Schmuckband Kreuzgang

Impuls zum 25. Sonntag im Jahreskreis

Schubladen (c) .
Schubladen
Datum:
Sa. 18. Sept. 2021
Von:
W. Schmidt

Impuls zum

  1. Sonntag im Jahreskreis

19.9.2021

 

Schubladen und Ordner machen das Leben einfacher: von außen beschriftet, dass alles seine Ordnung hat und wir unsere Sachen finden: Steuer, Krankenkasse, Versicherungen usw. Manche meinen, wir könnten es mit Menschen ebenso machen. Verschiedene Schubladen für verschiedene Menschentypen.

Emanze, ADHS-Kind, Narzisst, Beamter, Hartz-IVler, … So wird die Komplexität der menschlichen Welt reduziert und wir sortieren die Menschen in unser Weltbild. Der Mercedes-Fahrer, die Gutmenschen, die Banker, die Muslime sind halt so.

Und wir sind auch auf der Suche nach Schubladen für uns selbst. Wer sind wir? Wer bin ich? Wo gehöre ich dazu? Wir suchen Antworten auf diese Fragen, auch in Abgrenzung zu dem, wer oder was wir nicht sind. Wir sind anders als die anderen.

Weil unsere Eigenart uns vertraut ist und die Menschen, die in unsere Schublade passen, uns ebenfalls vertraut sind, sind wir versucht, unsere Schublade zum Maßstab zu machen und ‚Normal‘ darauf zu schreiben: wenn nun andere mit ihrem Anderssein zu uns gehören wollen, erleben wir sie als Bedrohung. Es kann nicht sein, dass jemand von uns so ganz anders ist als ich. Wer sind wir denn dann noch? Jeder muss schon in seiner Schublade bleiben. Wenn der ‚Nazi‘, die ‚Linke‘, der ‚Banker‘ und die ‚Muslima‘, die Staatsanwältin auch noch in meine Schublade wollen, dann ist Chaos und Durcheinander.
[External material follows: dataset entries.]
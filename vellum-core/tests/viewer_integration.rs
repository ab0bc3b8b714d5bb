//! End-to-end tests driving a `DocView` against the headless backend.
//!
//! Each test feeds host-style input (pointer events, scroll, frames)
//! and checks what reached the GPU.

use std::cell::RefCell;
use std::rc::Rc;

use vellum_core::gpu::HeadlessGpu;
use vellum_core::{
    DocView, EditorDelegate, EditorSession, Overlay, OverlayId, PixelBuffer, Point, PointerEvent,
    PointerPhase, RasterError, RasterSource, Rect, Size, Tool, ViewerConfig,
};

/// Pages of a fixed size; counts renders.
struct Pages {
    sizes: Vec<Size>,
    renders: Rc<RefCell<usize>>,
}

impl Pages {
    fn uniform(count: usize) -> (Self, Rc<RefCell<usize>>) {
        let renders = Rc::new(RefCell::new(0));
        let pages = Pages {
            sizes: vec![Size::new(600.0, 800.0); count],
            renders: renders.clone(),
        };
        (pages, renders)
    }
}

impl RasterSource for Pages {
    fn page_count(&self) -> usize {
        self.sizes.len()
    }

    fn page_size(&self, page: usize) -> Size {
        self.sizes[page]
    }

    fn render(&mut self, _page: usize, _region: &Rect, w: u32, h: u32) -> Result<PixelBuffer, RasterError> {
        *self.renders.borrow_mut() += 1;
        Ok(PixelBuffer::filled(w, h, [250, 250, 250, 255]))
    }
}

/// Editor that records what the view asked of it.
struct LogEditor {
    log: Rc<RefCell<Vec<String>>>,
    next: u64,
}

impl EditorDelegate for LogEditor {
    fn place_editor(&mut self, _overlay: OverlayId, _html: &str, _viewport_rect: Rect) -> EditorSession {
        self.next += 1;
        self.log.borrow_mut().push(format!("place {}", self.next));
        EditorSession(self.next)
    }

    fn editor_html(&self, session: EditorSession) -> String {
        format!("<p>note {}</p>", session.0)
    }

    fn remove_editor(&mut self, session: EditorSession) {
        self.log.borrow_mut().push(format!("remove {}", session.0));
    }
}

fn open(pages: usize) -> (DocView<Pages>, Rc<RefCell<usize>>) {
    let (source, renders) = Pages::uniform(pages);
    let mut view = DocView::new(source, ViewerConfig::default());
    view.set_viewport_size(Size::new(640.0, 480.0), 1.0);
    (view, renders)
}

fn tap(view: &mut DocView<Pages>, gpu: &mut HeadlessGpu, id: u64, at: Point) {
    view.handle_pointer(&PointerEvent::new(id, at.x, at.y, PointerPhase::Down));
    view.handle_pointer(&PointerEvent::new(id, at.x, at.y, PointerPhase::Up));
    view.on_animation_frame(gpu);
}

#[test]
fn test_two_page_layout() {
    let (view, _) = open(2);
    let layout = view.layout();
    assert_eq!(layout.page_rect(0), Some(Rect::new(20.0, 20.0, 600.0, 800.0)));
    assert_eq!(layout.page_rect(1), Some(Rect::new(20.0, 840.0, 600.0, 800.0)));
    assert_eq!(layout.size(), Size::new(640.0, 1680.0));
}

#[test]
fn test_small_scroll_reuses_texture() {
    let mut gpu = HeadlessGpu::new();
    let (mut view, renders) = open(3);
    view.on_animation_frame(&mut gpu);
    assert_eq!(*renders.borrow(), 1);

    let before = gpu.counters().resource_calls();
    assert!(view.scroll_by(0.0, 50.0));
    view.on_animation_frame(&mut gpu);
    assert_eq!(gpu.counters().resource_calls(), before);
    assert_eq!(*renders.borrow(), 1);
}

#[test]
fn test_pan_moves_coalesce_into_one_update() {
    let mut gpu = HeadlessGpu::new();
    let (mut view, _) = open(3);
    view.on_animation_frame(&mut gpu);
    let updates = view.stats().updates;

    view.handle_pointer(&PointerEvent::new(1, 300.0, 400.0, PointerPhase::Down));
    let frames_asked = (1..=20)
        .filter(|i| {
            let y = 400.0 - *i as f32 * 5.0;
            view.handle_pointer(&PointerEvent::new(1, 300.0, y, PointerPhase::Move))
        })
        .count();
    assert_eq!(frames_asked, 1);

    view.on_animation_frame(&mut gpu);
    assert_eq!(view.stats().updates, updates + 1);
    assert_eq!(view.viewport().scroll(), Point::new(0.0, 100.0));
}

#[test]
fn test_pinch_through_view() {
    let mut gpu = HeadlessGpu::new();
    let (mut view, renders) = open(3);
    view.on_animation_frame(&mut gpu);

    view.handle_pointer(&PointerEvent::new(1, 100.0, 100.0, PointerPhase::Down));
    view.handle_pointer(&PointerEvent::new(2, 200.0, 100.0, PointerPhase::Down));
    view.handle_pointer(&PointerEvent::new(1, 90.0, 100.0, PointerPhase::Move));
    view.handle_pointer(&PointerEvent::new(2, 210.0, 100.0, PointerPhase::Move));
    view.on_animation_frame(&mut gpu);

    assert!((view.viewport().zoom() - 1.2).abs() < 1e-5);
    let scroll = view.viewport().scroll();
    assert!((scroll.x - 30.0).abs() < 1e-3 && (scroll.y - 20.0).abs() < 1e-3);
    // Mid-gesture frames stretch the old texture.
    assert_eq!(*renders.borrow(), 1);

    view.handle_pointer(&PointerEvent::new(1, 90.0, 100.0, PointerPhase::Up));
    assert!(!view.redraw_pending());
    assert!(view.handle_pointer(&PointerEvent::new(2, 210.0, 100.0, PointerPhase::Up)));
    view.on_animation_frame(&mut gpu);
    assert_eq!(*renders.borrow(), 2);
}

#[test]
fn test_only_one_text_overlay_edits() {
    let mut gpu = HeadlessGpu::new();
    let (source, _) = Pages::uniform(1);
    let log = Rc::new(RefCell::new(Vec::new()));
    let editor = LogEditor {
        log: log.clone(),
        next: 0,
    };
    let mut view = DocView::new(source, ViewerConfig::default()).with_editor(Box::new(editor));
    view.set_viewport_size(Size::new(640.0, 480.0), 1.0);
    view.set_tool(Tool::Text);

    tap(&mut view, &mut gpu, 1, Point::new(100.0, 100.0));
    let first = view.editing().expect("first box editing");
    tap(&mut view, &mut gpu, 2, Point::new(200.0, 300.0));
    let second = view.editing().expect("second box editing");

    assert_ne!(first, second);
    assert_eq!(*log.borrow(), vec!["place 1", "remove 1", "place 2"]);
    let overlays = view.document().overlays(0);
    assert_eq!(overlays.len(), 2);
    assert!(!overlays[first.index].is_editing());
    assert!(overlays[second.index].is_editing());

    view.stop_editing();
    assert_eq!(view.editing(), None);
    assert_eq!(log.borrow().last().map(String::as_str), Some("remove 2"));
}

#[test]
fn test_context_loss_keeps_overlays_and_frees_nothing() {
    let mut gpu = HeadlessGpu::new();
    let (mut view, renders) = open(2);
    view.set_tool(Tool::Ink);
    view.handle_pointer(&PointerEvent::new(1, 100.0, 100.0, PointerPhase::Down));
    view.handle_pointer(&PointerEvent::new(1, 160.0, 140.0, PointerPhase::Move));
    view.on_animation_frame(&mut gpu);
    view.handle_pointer(&PointerEvent::new(1, 220.0, 180.0, PointerPhase::Up));
    view.on_animation_frame(&mut gpu);
    assert!(matches!(view.document().overlays(0), [Overlay::Ink(_)]));

    gpu.lose_context();
    view.gl_state_lost();
    view.on_animation_frame(&mut gpu);

    let counters = gpu.counters();
    assert_eq!(counters.textures_deleted, 0);
    assert_eq!(counters.buffers_deleted, 0);
    assert_eq!(*renders.borrow(), 2);
    // Page texture + its quad, border buffer, ink stroke.
    assert_eq!(gpu.live_textures(), 1);
    assert_eq!(gpu.live_buffers(), 3);
}

#[test]
fn test_replace_source_drops_old_pages() {
    let mut gpu = HeadlessGpu::new();
    let (mut view, _) = open(3);
    view.on_animation_frame(&mut gpu);

    let (fewer, _) = Pages::uniform(1);
    let old = view.replace_source(&mut gpu, fewer);
    assert_eq!(old.page_count(), 3);
    assert_eq!(gpu.live_textures(), 0);
    assert_eq!(view.layout().page_count(), 1);

    view.on_animation_frame(&mut gpu);
    assert_eq!(gpu.live_textures(), 1);
}

/// Editor that keeps the viewport rectangle of every placement.
struct RectEditor {
    rects: Rc<RefCell<Vec<Rect>>>,
}

impl EditorDelegate for RectEditor {
    fn place_editor(&mut self, _overlay: OverlayId, _html: &str, viewport_rect: Rect) -> EditorSession {
        let mut rects = self.rects.borrow_mut();
        rects.push(viewport_rect);
        EditorSession(rects.len() as u64)
    }

    fn editor_html(&self, _session: EditorSession) -> String {
        String::new()
    }

    fn remove_editor(&mut self, _session: EditorSession) {}
}

fn close(a: f32, b: f32) -> bool {
    (a - b).abs() < 1e-3
}

#[test]
fn test_editor_placed_over_box_when_scrolled_and_zoomed() {
    let mut gpu = HeadlessGpu::new();
    let (source, _) = Pages::uniform(2);
    let rects = Rc::new(RefCell::new(Vec::new()));
    let editor = RectEditor { rects: rects.clone() };
    let mut view = DocView::new(source, ViewerConfig::default()).with_editor(Box::new(editor));
    view.set_viewport_size(Size::new(640.0, 480.0), 1.0);
    view.set_zoom(2.0);
    view.scroll_to(Point::new(50.0, 300.0));
    view.on_animation_frame(&mut gpu);
    assert_eq!(view.viewport().zoom(), 2.0);

    view.set_tool(Tool::Text);
    view.handle_pointer(&PointerEvent::new(1, 100.0, 100.0, PointerPhase::Down));
    view.handle_pointer(&PointerEvent::new(1, 300.0, 160.0, PointerPhase::Move));
    view.on_animation_frame(&mut gpu);
    view.handle_pointer(&PointerEvent::new(1, 300.0, 160.0, PointerPhase::Up));

    let at = view.editing().expect("box editing");
    let bounds = view.document().overlay(at).map(|o| o.bounds()).unwrap();
    // 200x60 viewport pixels at 2x are 100x30 page units.
    assert!(close(bounds.size.width, 100.0) && close(bounds.size.height, 30.0));

    let placed = rects.borrow()[0];
    assert_eq!(placed, view.page_rect_to_viewport(at.page, &bounds));
    assert!(close(placed.origin.x, 100.0) && close(placed.origin.y, 100.0));
    assert!(close(placed.size.width, 200.0) && close(placed.size.height, 60.0));
}

#[test]
fn test_editor_placed_over_box_on_centred_page() {
    let mut gpu = HeadlessGpu::new();
    let (source, _) = Pages::uniform(1);
    let rects = Rc::new(RefCell::new(Vec::new()));
    let editor = RectEditor { rects: rects.clone() };
    let mut view = DocView::new(source, ViewerConfig::default()).with_editor(Box::new(editor));
    view.set_viewport_size(Size::new(640.0, 480.0), 1.0);
    // 320x420 at half zoom: centred with 160 and 30 pixel margins.
    view.set_zoom(0.5);
    view.on_animation_frame(&mut gpu);
    assert_eq!(view.viewport().margin(), Point::new(160.0, 30.0));

    view.set_tool(Tool::Text);
    view.handle_pointer(&PointerEvent::new(1, 200.0, 100.0, PointerPhase::Down));
    view.handle_pointer(&PointerEvent::new(1, 300.0, 140.0, PointerPhase::Up));

    let at = view.editing().expect("box editing");
    let bounds = view.document().overlay(at).map(|o| o.bounds()).unwrap();
    assert!(close(bounds.origin.x, 60.0) && close(bounds.origin.y, 120.0));

    let placed = rects.borrow()[0];
    assert_eq!(placed, view.page_rect_to_viewport(at.page, &bounds));
    assert!(close(placed.origin.x, 200.0) && close(placed.origin.y, 100.0));
    assert!(close(placed.size.width, 100.0) && close(placed.size.height, 40.0));
}

#[test]
fn test_scroll_then_pan_in_one_frame_renders_full_quality() {
    let mut gpu = HeadlessGpu::new();
    let (mut view, renders) = open(3);
    view.on_animation_frame(&mut gpu);
    assert_eq!(*renders.borrow(), 1);
    let updates = view.stats().updates;

    // A full redraw request, then gesture moves asking for fast ones.
    assert!(view.scroll_to(Point::new(0.0, 900.0)));
    view.handle_pointer(&PointerEvent::new(1, 300.0, 300.0, PointerPhase::Down));
    assert!(!view.handle_pointer(&PointerEvent::new(1, 300.0, 280.0, PointerPhase::Move)));
    view.on_animation_frame(&mut gpu);

    assert_eq!(view.stats().updates, updates + 1);
    assert_eq!(view.viewport().scroll(), Point::new(0.0, 920.0));
    // The coalesced update was not fast: the newly visible page rendered
    // and the one scrolled away was freed.
    assert_eq!(*renders.borrow(), 2);
    assert!(view.document().page_raster(1).unwrap().texture().is_some());
    assert!(view.document().page_raster(0).unwrap().texture().is_none());
    assert_eq!(gpu.live_textures(), 1);
}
Am 19.9.1941 trat eine Polizeiverordnung in Kraft, wonach alle Juden im Deutschen Reich gezwungen waren, den Judenstern zu tragen. Damit waren sie auch nach außen sichtbar in einer Schublade gefangen. Die Partei hatte ‚Volksfeinde‘ auf diese Schublade geschrieben. Den Juden wurden schon immer eher negative Attribute zugeschrieben. Das war ganz praktisch für alle, die keine Juden waren: die sind Juden, die sind schlecht - ich bin kein Jude, also bin ich nicht schlecht; Banker sind rücksichtslos und gierig - ich bin kein Banker, also …; Rassisten sind menschenfeindlich - ich bin kein Rassist, …; Muslime sind frauenfeindlich - ich bin kein Muslim, …; Veganer sind ideologisch verbohrt - ich bin kein Veganer, …

Wie wäre es denn, wenn unsere Identität so gefestigt wäre, dass jemand, der anders ist, keine Bedrohung mehr für uns sein müsste? Wie wäre es, wenn wir und unserer Würde so sehr bewusst wären, dass wir zugeben könnten, dass auch wir die negativen Anteile von den anderen in uns haben? Wie wäre es, wenn wir eine Gesellschaft wären, in der es normal ist, dass wir verschieden sind und dazugehören?

Wie wäre es, wenn wir niemanden, auch uns selbst nicht, in Schubladen packen und auf das reduzieren würden, was außen draufsteht? Wenn wir stattdessen als Individuum und als Gesellschaft ganz unterschiedlich und widersprüchlich sein könnten? Wenn wir unsere Eigenheiten entfalten und uns gegenseitig bereichern? Uns manchmal fremd sind und nicht verstehen - und das aushalten können?

Ja, das ist ein Traum - aber bekennen wir nicht, dass wir Gottes Kinder sind, bedingungslos von ihm geliebt? Wie sollten wir das nicht ernst nehmen?! Und ja, es wird auch anstrengend werden - aber es lohnt sich. Es ist auf jeden Fall besser als das Schubladendenken mit seinen fatalen Konsequenzen. Der Judenstern sollte uns Mahnung und Ansporn sein.